It's been part of the country’s literary tradition from its inception around the early 19th century, he says. James Fenimore Cooper created the early framework for the Western as a genre in his groundbreaking Leatherstocking Tales, a five-novel frontier series that includes his famous 1826 novel The Last of the Mohicans.
These were masculine stories featuring females as love interests, providing a formula for the early paperbacks called dime novels. Emerging around the start of the Civil War, the cheaply printed books sold on newsstands for no more than a dime.
With simple plots placing a hero or heroine in a dilemma, they were the perfect vehicle to spread myths about the real-life personalities of the American West—including Calamity Jane.
A Calamitous Early Life
Born around May 1, 1856, near Princeton, Missouri, Martha Jane Canary was the oldest of three children. Around 1863, the family sold their farm and headed west toward Montana, ostensibly drawn by the booming mining towns.
She told of the five-month overland journey in her autobiography, Life and Adventures of Calamity Jane, a rare kernel of truth in what’s considered an exaggerated work of semifiction.
“I was at all times with the men when there was excitement and adventures to be had,” she said. “By the time we reached Virginia City, I was considered a remarkable good shot and a fearless rider for a girl of my age.”
The Trek Ended in Heartache.
Both of her parents died within four years of the move and, by 1867, her siblings were allegedly sent to live with Mormon families in Utah. Not yet a teenager, Etulain writes in The Life and Legends of Calamity Jane that she was adrift in a pioneer man’s world.
Calamity Jane lived a nomadic life, taking jobs for a few weeks at a time before heading to the next spot whim took her. And that’s where her story begins to blend into myth.
Dime Novel Fame
By the time she’d reached age 20, Martha Canary was already well known in the “rough and ready settlements of the western plains for dressing in men’s clothes, a taste for liquor and wanderlust, and a tendency to shoot off her mouth and her guns,” writes historian Karen R. Jones in The Many Lives of Calamity.
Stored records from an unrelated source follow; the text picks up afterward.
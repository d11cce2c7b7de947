//! The region-to-artifact pipelines.
//!
//! Both pipelines drive a [`CodecEngine`] through a fixed, strictly ordered
//! sequence of lossless stream-copy operations; each step depends on the
//! previous step's output file, so nothing is reordered or parallelized.
//! Failure at any step aborts the rest and surfaces as
//! [`AudioloopError::EngineFailure`] with the failing step's name.

use std::sync::{Mutex, MutexGuard};

use tracing::{debug, info};

use crate::engine::CodecEngine;
use crate::error::{AudioloopError, Result};
use crate::naming;
use crate::progress::ProgressTracker;
use crate::region::Region;
use crate::source::AudioSource;

/// Upper bound on the repeat count, from the product's 1..=100 range.
pub const MAX_REPEAT_COUNT: u32 = 100;

/// Working-area name of the concat manifest.
const LIST_NAME: &str = "list.txt";

const LOOP_STEPS: usize = 4;
const EXTRACT_STEPS: usize = 3;

/// Transient description of one loop job: a validated region plus how many
/// times to repeat it.
#[derive(Debug, Clone, Copy)]
pub struct LoopJob {
    pub region: Region,
    pub repeat_count: u32,
}

impl LoopJob {
    pub fn new(region: Region, repeat_count: u32) -> Result<Self> {
        if repeat_count < 1 || repeat_count > MAX_REPEAT_COUNT {
            return Err(AudioloopError::InvalidRepeatCount(repeat_count));
        }
        Ok(Self {
            region,
            repeat_count,
        })
    }

    /// Length of the artifact this job will produce, in seconds.
    pub fn projected_duration(&self) -> f64 {
        self.region.duration() * self.repeat_count as f64
    }
}

/// Output of a completed job. Ownership transfers to the caller on return;
/// delivering the bytes (download, file write) is the host's business.
#[derive(Debug, Clone)]
pub struct Artifact {
    pub bytes: Vec<u8>,
    pub suggested_filename: String,
    pub mime_type: String,
}

impl Artifact {
    pub fn size_mb(&self) -> f64 {
        self.bytes.len() as f64 / 1024.0 / 1024.0
    }
}

/// Produce an artifact repeating `job.region` of `source` back-to-back
/// `job.repeat_count` times.
///
/// Four ordered engine steps: stage the raw bytes, trim the region with a
/// stream copy, concatenate the segment per the repeat manifest, read the
/// result back. A repeat count of 1 still runs all four steps, so the
/// artifact is always produced by the same path and is bit-identical to the
/// trimmed segment. Progress is flattened to one monotonic 0-100 percent via
/// [`ProgressTracker`] and forwarded to `on_progress`.
pub async fn run_loop_job<F>(
    engine: &dyn CodecEngine,
    source: &AudioSource,
    job: LoopJob,
    on_progress: F,
) -> Result<Artifact>
where
    F: Fn(u8) + Send + Sync,
{
    let region = job.region;
    validate_region(source, region)?;

    let ext = source.extension();
    let input = format!("input.{ext}");
    let segment = format!("segment.{ext}");
    let output = format!("output.{ext}");

    let tracker = Mutex::new(ProgressTracker::new());
    lock(&tracker).start(LOOP_STEPS);
    on_progress(0);
    let report = |step: usize, fraction: f64| {
        if let Some(percent) = lock(&tracker).update(step, fraction) {
            on_progress(percent);
        }
    };

    // the tracker must go idle on failure as well as success, so the steps
    // run inside a block whose result is inspected after finish()
    let job_result = async {
        info!(
            "Stage 1/4: staging {} ({:.2} MB)",
            source.display_name(),
            source.size_mb()
        );
        engine
            .write(&input, source.bytes())
            .await
            .map_err(|e| step_failure("stage", source.display_name(), e))?;
        report(0, 1.0);

        info!(
            "Stage 2/4: trimming [{:.3}s, {:.3}s) with stream copy",
            region.start, region.end
        );
        engine
            .exec(&trim_args(&input, region, &segment), &|f| report(1, f))
            .await
            .map_err(|e| step_failure("trim", source.display_name(), e))?;
        report(1, 1.0);

        info!(
            "Stage 3/4: concatenating {} segment copies",
            job.repeat_count
        );
        let manifest = concat_manifest(&segment, job.repeat_count);
        engine
            .write(LIST_NAME, manifest.as_bytes())
            .await
            .map_err(|e| step_failure("concat", source.display_name(), e))?;
        engine
            .exec(&concat_args(LIST_NAME, &output), &|f| report(2, f))
            .await
            .map_err(|e| step_failure("concat", source.display_name(), e))?;
        report(2, 1.0);

        info!("Stage 4/4: reading artifact");
        let bytes = engine
            .read(&output)
            .await
            .map_err(|e| step_failure("read", source.display_name(), e))?;
        report(3, 1.0);
        Ok::<_, AudioloopError>(bytes)
    }
    .await;
    lock(&tracker).finish();
    let bytes = job_result?;

    debug!(
        "Loop job complete: {} bytes, {:.1}s projected",
        bytes.len(),
        job.projected_duration()
    );

    Ok(Artifact {
        bytes,
        suggested_filename: naming::loop_name(source.display_name()),
        mime_type: source.mime_type().to_string(),
    })
}

/// Produce an artifact containing `region` of `source` alone.
///
/// Same staging and trim steps as the loop pipeline, minus the concatenate
/// step; the trimmed segment is read back directly.
pub async fn run_extract_job<F>(
    engine: &dyn CodecEngine,
    source: &AudioSource,
    region: Region,
    on_progress: F,
) -> Result<Artifact>
where
    F: Fn(u8) + Send + Sync,
{
    validate_region(source, region)?;

    let ext = source.extension();
    let input = format!("input.{ext}");
    let segment = format!("segment.{ext}");

    let tracker = Mutex::new(ProgressTracker::new());
    lock(&tracker).start(EXTRACT_STEPS);
    on_progress(0);
    let report = |step: usize, fraction: f64| {
        if let Some(percent) = lock(&tracker).update(step, fraction) {
            on_progress(percent);
        }
    };

    let job_result = async {
        info!(
            "Stage 1/3: staging {} ({:.2} MB)",
            source.display_name(),
            source.size_mb()
        );
        engine
            .write(&input, source.bytes())
            .await
            .map_err(|e| step_failure("stage", source.display_name(), e))?;
        report(0, 1.0);

        info!(
            "Stage 2/3: trimming [{:.3}s, {:.3}s) with stream copy",
            region.start, region.end
        );
        engine
            .exec(&trim_args(&input, region, &segment), &|f| report(1, f))
            .await
            .map_err(|e| step_failure("trim", source.display_name(), e))?;
        report(1, 1.0);

        info!("Stage 3/3: reading artifact");
        let bytes = engine
            .read(&segment)
            .await
            .map_err(|e| step_failure("read", source.display_name(), e))?;
        report(2, 1.0);
        Ok::<_, AudioloopError>(bytes)
    }
    .await;
    lock(&tracker).finish();
    let bytes = job_result?;

    debug!("Extract job complete: {} bytes", bytes.len());

    Ok(Artifact {
        bytes,
        suggested_filename: naming::extract_name(source.display_name(), region.duration()),
        mime_type: source.mime_type().to_string(),
    })
}

/// Trim `[region.start, region.end)` of `input` into `output` without
/// re-encoding.
fn trim_args(input: &str, region: Region, output: &str) -> Vec<String> {
    vec![
        "-i".to_string(),
        input.to_string(),
        "-ss".to_string(),
        format!("{:.3}", region.start),
        "-t".to_string(),
        format!("{:.3}", region.duration()),
        "-c".to_string(),
        "copy".to_string(),
        output.to_string(),
    ]
}

/// Concatenate the files listed in `list` into `output` without re-encoding.
fn concat_args(list: &str, output: &str) -> Vec<String> {
    vec![
        "-f".to_string(),
        "concat".to_string(),
        "-safe".to_string(),
        "0".to_string(),
        "-i".to_string(),
        list.to_string(),
        "-c".to_string(),
        "copy".to_string(),
        output.to_string(),
    ]
}

/// Concat demuxer manifest: the segment reference repeated `count` times in
/// order. Order matters; the artifact must be literal sequential repetition.
fn concat_manifest(segment: &str, count: u32) -> String {
    let line = format!("file '{segment}'");
    vec![line; count as usize].join("\n")
}

fn validate_region(source: &AudioSource, region: Region) -> Result<()> {
    // RegionModel guarantees these for regions it handed out; this guards
    // callers constructing a Region by hand.
    if !(region.start >= 0.0 && region.start < region.end) {
        return Err(AudioloopError::InvalidRegion(format!(
            "region [{:.3}, {:.3}) is not a valid interval",
            region.start, region.end
        )));
    }
    if region.end > source.total_duration() + 1e-6 {
        return Err(AudioloopError::InvalidRegion(format!(
            "region end {:.3} exceeds source duration {:.3}",
            region.end,
            source.total_duration()
        )));
    }
    Ok(())
}

fn step_failure(step: &'static str, input: &str, err: AudioloopError) -> AudioloopError {
    let message = match err {
        AudioloopError::EngineFailure { message, .. } => message,
        other => other.to_string(),
    };
    AudioloopError::EngineFailure {
        step,
        input: input.to_string(),
        message,
    }
}

fn lock(tracker: &Mutex<ProgressTracker>) -> MutexGuard<'_, ProgressTracker> {
    tracker.lock().unwrap_or_else(|poisoned| poisoned.into_inner())
}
Tthe genesis of her nickname is unclear. What is clear is that she was already known as Calamity Jane in the summer of 1876 when she sauntered down the dusty main street of Deadwood, South Dakota, on horseback in a suit of buckskin alongside Wild Bill Hickok.
Calamity Jane gained fame in the 1870s after arriving on horseback in Deadwood, South Dakota, alongside Wild Bill Hickok. The two were likely mere acquaintances but dime novels and sensational newspaper stories published many a tall tale of their dubious exploits together. Photograph By Everett Collection, Bridgeman Images
She was traveling with the most famous gunman and lawman of the West, Etulain writes, having joined his wagon train of gold seekers as it headed north toward the Black Hills.
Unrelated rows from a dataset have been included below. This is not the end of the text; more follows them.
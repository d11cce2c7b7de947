pub mod ffmpeg;

pub use ffmpeg::FfmpegEngine;

use crate::error::Result;
use async_trait::async_trait;

/// Callback receiving raw 0..1 progress fractions local to one `exec` call.
pub type ProgressFn<'a> = &'a (dyn Fn(f64) + Send + Sync);

/// The external audio processing backend, treated as an opaque command
/// executor over a virtual working area of named files.
///
/// The pipelines drive it through exactly these primitives; tests substitute
/// an in-memory fake. Failures from any primitive are fatal to the current
/// job, and a failed job's working area is not assumed clean - the next job
/// re-stages its input from scratch.
#[async_trait]
pub trait CodecEngine: Send + Sync {
    /// Stage a byte buffer into the working area under the given name,
    /// overwriting any previous file of that name.
    async fn write(&self, name: &str, bytes: &[u8]) -> Result<()>;

    /// Run one codec command. File names in `args` refer to the working
    /// area. Progress ticks may arrive on another execution context and
    /// carry no ordering guarantee.
    async fn exec(&self, args: &[String], progress: ProgressFn<'_>) -> Result<()>;

    /// Read a produced file back out of the working area.
    async fn read(&self, name: &str) -> Result<Vec<u8>>;

    fn name(&self) -> &'static str;
}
“Calamity Jane has arrived!” local newspapers proclaimed. From that moment, her name would be intertwined with Wild Bill’s in Old West lore. The news stories that followed, embellished and sensationalized in the era of yellow journalism, flung her into stratospheric fame.
She would be forevermore the wild woman of the West, often cast in dime novels as the love interest of notorious gunslinger Wild Bill. She was also often linked with another famous Bill—Buffalo Bill Cody, whose prowess in slaughtering buffalo had become dime novel legend. Stories abounded of her performances in his famous stage show, Buffalo Bill’s Wild West.
In her semifictional 1896 autobiography Life and Adventures of Calamity, Calamity also described herself as a rowdy plainswoman who rode for the Pony Express and served as General Custer’s scout.
For more than a century that followed, the depictions of Calamity Jane in media would make it even more difficult to unravel the truths of her life. In Cecil B. DeMille’s 1936 movie The Plainsman, she was a rip-roaring cowgirl who fought Native Americans alongside Buffalo Bill Cody and Wild Bill. Some 70 years after that she was portrayed as the bawdy friend of Wild Bill and town drunk in HBO’s Western series, Deadwood.
The Real Calamity Jane
Many of the tall tales surrounding Calamity’s life are rooted in fact.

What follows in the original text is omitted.